• [DATA]:

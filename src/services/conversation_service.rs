//! Conversation lifecycle and membership.
//!
//! DMs are deduplicated by unordered participant pair (find-or-create, backed
//! by a store-level uniqueness constraint). Groups carry roles; only admins
//! manage membership.

use chrono::Utc;
use serde::Serialize;
use std::sync::Arc;
use uuid::Uuid;

use crate::error::{AppError, AppResult};
use crate::models::{
    Conversation, ConversationKind, Participant, ParticipantRole,
};
use crate::services::notifications::{NotificationEvent, NotificationSink};
use crate::services::profiles::{ProfileDirectory, UserProfile};
use crate::store::ChatStore;

/// Conversation annotated with the requesting user's unread message count,
/// as rendered in the conversation list.
#[derive(Debug, Clone, Serialize)]
pub struct ConversationSummary {
    #[serde(flatten)]
    pub conversation: Conversation,
    pub unread_count: i64,
}

#[derive(Clone)]
pub struct ConversationService {
    store: Arc<dyn ChatStore>,
    profiles: Arc<dyn ProfileDirectory>,
    notifier: Arc<dyn NotificationSink>,
}

impl ConversationService {
    pub fn new(
        store: Arc<dyn ChatStore>,
        profiles: Arc<dyn ProfileDirectory>,
        notifier: Arc<dyn NotificationSink>,
    ) -> Self {
        Self {
            store,
            profiles,
            notifier,
        }
    }

    fn participant_from_profile(profile: &UserProfile, role: ParticipantRole) -> Participant {
        Participant {
            user_id: profile.id,
            user_name: profile.name.clone(),
            user_avatar: profile.avatar_url.clone(),
            role,
            last_read_at: None,
            joined_at: Utc::now(),
        }
    }

    /// Return the active DM between the two users, creating it when absent.
    /// Idempotent: both argument orders resolve to the same conversation.
    pub async fn find_or_create_dm(
        &self,
        user_a: Uuid,
        user_b: Uuid,
    ) -> AppResult<Conversation> {
        if user_a == user_b {
            return Err(AppError::Validation(
                "cannot start a conversation with yourself".into(),
            ));
        }

        let profile_a = self.profiles.resolve(user_a).await?;
        let profile_b = self.profiles.resolve(user_b).await?;

        if let Some(existing) = self.store.find_dm(user_a, user_b).await? {
            return Ok(existing);
        }

        let now = Utc::now();
        let conversation = Conversation {
            id: Uuid::new_v4(),
            kind: ConversationKind::Dm,
            name: None,
            description: None,
            event_id: None,
            participants: vec![
                Self::participant_from_profile(&profile_a, ParticipantRole::Member),
                Self::participant_from_profile(&profile_b, ParticipantRole::Member),
            ],
            last_message: None,
            is_active: true,
            created_at: now,
            updated_at: now,
        };

        match self.store.insert_conversation(&conversation).await {
            Ok(()) => {
                tracing::info!(conversation_id = %conversation.id, "created DM conversation");
                Ok(conversation)
            }
            // Lost a concurrent create for the same pair: return the winner.
            Err(AppError::Conflict(_)) => self
                .store
                .find_dm(user_a, user_b)
                .await?
                .ok_or(AppError::Internal),
            Err(e) => Err(e),
        }
    }

    /// Create a group conversation. The creator becomes the sole admin;
    /// everyone else joins as a member.
    pub async fn create_group(
        &self,
        creator_id: Uuid,
        name: &str,
        participant_ids: &[Uuid],
        description: Option<String>,
        event_id: Option<Uuid>,
    ) -> AppResult<Conversation> {
        let name = name.trim();
        if name.is_empty() {
            return Err(AppError::Validation("group name cannot be empty".into()));
        }
        if participant_ids.is_empty() {
            return Err(AppError::Validation(
                "a group needs at least one participant".into(),
            ));
        }

        let creator = self.profiles.resolve(creator_id).await?;
        let mut participants = vec![Self::participant_from_profile(
            &creator,
            ParticipantRole::Admin,
        )];
        for &user_id in participant_ids {
            if user_id == creator_id || participants.iter().any(|p| p.user_id == user_id) {
                continue;
            }
            let profile = self.profiles.resolve(user_id).await?;
            participants.push(Self::participant_from_profile(
                &profile,
                ParticipantRole::Member,
            ));
        }

        let now = Utc::now();
        let conversation = Conversation {
            id: Uuid::new_v4(),
            kind: ConversationKind::Group,
            name: Some(name.to_string()),
            description,
            event_id,
            participants,
            last_message: None,
            is_active: true,
            created_at: now,
            updated_at: now,
        };
        self.store.insert_conversation(&conversation).await?;
        tracing::info!(
            conversation_id = %conversation.id,
            participants = conversation.participants.len(),
            "created group conversation"
        );

        let recipients: Vec<Uuid> = conversation
            .participants
            .iter()
            .map(|p| p.user_id)
            .filter(|id| *id != creator_id)
            .collect();
        self.notify_added(&conversation, creator_id, recipients);

        Ok(conversation)
    }

    /// Fetch a conversation on behalf of a participant.
    ///
    /// Unknown or inactive ids fail with `NotFound`; a known conversation the
    /// requester does not belong to fails with `Forbidden`.
    pub async fn get_conversation(
        &self,
        conversation_id: Uuid,
        requester_id: Uuid,
    ) -> AppResult<Conversation> {
        let conversation = self
            .store
            .get_conversation(conversation_id)
            .await?
            .filter(|c| c.is_active)
            .ok_or(AppError::NotFound("conversation"))?;

        if !conversation.is_participant(requester_id) {
            return Err(AppError::Forbidden);
        }
        Ok(conversation)
    }

    /// Active conversations for the user, newest activity first, each with
    /// the user's unread count.
    pub async fn list_user_conversations(
        &self,
        user_id: Uuid,
    ) -> AppResult<Vec<ConversationSummary>> {
        let conversations = self.store.list_conversations_for_user(user_id).await?;

        let mut summaries = Vec::with_capacity(conversations.len());
        for conversation in conversations {
            let unread_count = self.store.unread_count(conversation.id, user_id).await?;
            summaries.push(ConversationSummary {
                conversation,
                unread_count,
            });
        }
        Ok(summaries)
    }

    /// Add a member to a group conversation. Requires the requester to hold
    /// the admin role.
    pub async fn add_participant(
        &self,
        conversation_id: Uuid,
        requester_id: Uuid,
        new_user_id: Uuid,
    ) -> AppResult<Participant> {
        let conversation = self.get_conversation(conversation_id, requester_id).await?;

        if conversation.kind != ConversationKind::Group {
            return Err(AppError::InvalidOperation(
                "participants can only be added to group conversations".into(),
            ));
        }
        if !conversation.is_admin(requester_id) {
            return Err(AppError::Forbidden);
        }
        if conversation.is_participant(new_user_id) {
            return Err(AppError::Conflict("already a participant".into()));
        }

        let profile = self.profiles.resolve(new_user_id).await?;
        let participant = Self::participant_from_profile(&profile, ParticipantRole::Member);
        self.store
            .add_participant(conversation_id, &participant)
            .await?;
        tracing::info!(
            conversation_id = %conversation_id,
            user_id = %new_user_id,
            "participant added"
        );

        self.notify_added(&conversation, requester_id, vec![new_user_id]);
        Ok(participant)
    }

    /// Leave a group conversation. DMs cannot be left.
    ///
    /// When the last admin leaves, the earliest-joined remaining participant
    /// is promoted so the group never ends up admin-less.
    pub async fn remove_participant(
        &self,
        conversation_id: Uuid,
        user_id: Uuid,
    ) -> AppResult<()> {
        let conversation = self
            .store
            .get_conversation(conversation_id)
            .await?
            .filter(|c| c.is_active)
            .ok_or(AppError::NotFound("conversation"))?;

        if conversation.kind == ConversationKind::Dm {
            return Err(AppError::InvalidOperation("a DM cannot be left".into()));
        }

        let leaving = conversation
            .participant(user_id)
            .ok_or(AppError::NotFound("participant"))?
            .clone();

        self.store
            .remove_participant(conversation_id, user_id)
            .await?;
        tracing::info!(conversation_id = %conversation_id, user_id = %user_id, "participant left");

        if leaving.role == ParticipantRole::Admin {
            let mut remaining: Vec<&Participant> = conversation
                .participants
                .iter()
                .filter(|p| p.user_id != user_id)
                .collect();
            let has_admin = remaining.iter().any(|p| p.role == ParticipantRole::Admin);
            if !has_admin && !remaining.is_empty() {
                remaining.sort_by_key(|p| p.joined_at);
                let successor = remaining[0].user_id;
                self.store
                    .set_participant_role(conversation_id, successor, ParticipantRole::Admin)
                    .await?;
                tracing::info!(
                    conversation_id = %conversation_id,
                    user_id = %successor,
                    "promoted successor admin"
                );
            }
        }
        Ok(())
    }

    fn notify_added(&self, conversation: &Conversation, added_by: Uuid, recipients: Vec<Uuid>) {
        let group_name = conversation.name.clone().unwrap_or_default();
        let conversation_id = conversation.id;
        let notifier = self.notifier.clone();
        tokio::spawn(async move {
            for recipient in recipients {
                notifier
                    .notify(
                        recipient,
                        NotificationEvent::AddedToGroup {
                            conversation_id,
                            group_name: group_name.clone(),
                            added_by,
                        },
                    )
                    .await;
            }
        });
    }
}
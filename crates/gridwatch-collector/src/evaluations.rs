//! Evaluation counts by status.

use gridwatch_client::ControlPlane;

use crate::error::{CollectError, CollectResult};
use crate::scrape::Scrape;

pub async fn collect_evaluations<C: ControlPlane + ?Sized>(
    scrape: &Scrape<C>,
) -> CollectResult<()> {
    let evals = &scrape.metrics.evals;
    evals.reset().await;

    if !scrape.should_read {
        return Ok(());
    }

    let list = scrape
        .client
        .list_evaluations(scrape.opts)
        .await
        .map_err(|e| CollectError::client("could not get evaluation metrics", e))?;
    for eval in &list {
        evals.inc(&[&eval.status]).await;
    }

    evals.collect(&scrape.sink).await;
    Ok(())
}
//! gridwatch-collector: the collection engine.
//!
//! On every scrape the [`Exporter`] checks leadership, snapshots the node
//! inventory, and runs the enabled aggregators in a fixed order. Each
//! aggregator resets the accumulators it owns before refilling them, so
//! entities that disappeared between scrapes leave no stale series.
//!
//! # Architecture
//!
//! ```text
//! Exporter::collect
//!   ├── gate::check_leader        → leader, up
//!   ├── inventory::fetch_nodes    → Arc<Inventory>
//!   └── aggregators (fail-fast, each timed)
//!         ├── nodes        → FanOut(concurrency)
//!         ├── allocations  → FanOut(allocation_concurrency)
//!         ├── peers, self, jobs
//!         ├── evaluations
//!         └── deployments
//!   → MetricSink → Vec<MetricFamily>
//! ```

pub mod allocations;
pub mod cluster;
pub mod config;
pub mod deployments;
pub mod error;
pub mod evaluations;
pub mod exporter;
pub mod gate;
pub mod inventory;
pub mod metrics;
pub mod nodes;
pub mod pool;
pub mod scrape;
pub mod version;

pub use config::CollectorConfig;
pub use error::{CollectError, CollectResult, ConfigError};
pub use exporter::{Aggregator, Exporter};
pub use inventory::Inventory;
pub use metrics::{ExporterMetrics, NAMESPACE};
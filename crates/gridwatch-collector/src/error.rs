//! Error types for the collection engine.

use gridwatch_client::ClientError;
use thiserror::Error;

/// Result type alias for collection steps.
pub type CollectResult<T> = Result<T, CollectError>;

/// Errors that abort a scrape, an aggregator, or a single entity.
#[derive(Debug, Error)]
pub enum CollectError {
    #[error("{context}: {source}")]
    Client {
        context: String,
        #[source]
        source: ClientError,
    },

    #[error("leader is not a host:port but {address}: {reason}")]
    LeaderAddress { address: String, reason: String },

    #[error("client address {address} can't be parsed as a url: {reason}")]
    ClientAddress { address: String, reason: String },

    #[error("agent is not a server")]
    NotAServer,

    #[error("fan-out task failed: {0}")]
    Join(#[from] tokio::task::JoinError),
}

impl CollectError {
    /// Wrap a control-plane error with what was being attempted.
    pub fn client(context: impl Into<String>, source: ClientError) -> Self {
        Self::Client {
            context: context.into(),
            source,
        }
    }

    /// The underlying control-plane error, if any.
    pub fn client_error(&self) -> Option<&ClientError> {
        match self {
            Self::Client { source, .. } => Some(source),
            _ => None,
        }
    }
}

/// Errors raised when validating collector configuration.
#[derive(Debug, Error, PartialEq, Eq)]
pub enum ConfigError {
    #[error("concurrency must be at least 1, got {0}")]
    Concurrency(usize),
}

#[cfg(test)]
mod tests {
    use super::*;

    #[test]
    fn client_context_is_kept_in_message() {
        let err = CollectError::client(
            "could not get evaluation metrics",
            ClientError::Status {
                path: "/v1/evaluations".to_string(),
                status: 500,
                body: "boom".to_string(),
            },
        );
        assert!(err.to_string().starts_with("could not get evaluation metrics: "));
        assert_eq!(err.client_error().map(|e| e.kind()), Some("status"));
        assert!(CollectError::NotAServer.client_error().is_none());
    }
}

• [EXERCISE OBJECTIVE]: Among the records above, repeat exactly the line with "be at least", the line with "assert!(CollectError::NotAServer.client_error().is_none());", and every line in between, and only those.

• [YOUR RESPONSE]:
    #[error("concurrency must be at least 1, got {0}")]
    Concurrency(usize),
}

#[cfg(test)]
mod tests {
    use super::*;

    #[test]
    fn client_context_is_kept_in_message() {
        let err = CollectError::client(
            "could not get evaluation metrics",
            ClientError::Status {
                path: "/v1/evaluations".to_string(),
                status: 500,
                body: "boom".to_string(),
            },
        );
        assert!(err.to_string().starts_with("could not get evaluation metrics: "));
        assert_eq!(err.client_error().map(|e| e.kind()), Some("status"));
        assert!(CollectError::NotAServer.client_error().is_none());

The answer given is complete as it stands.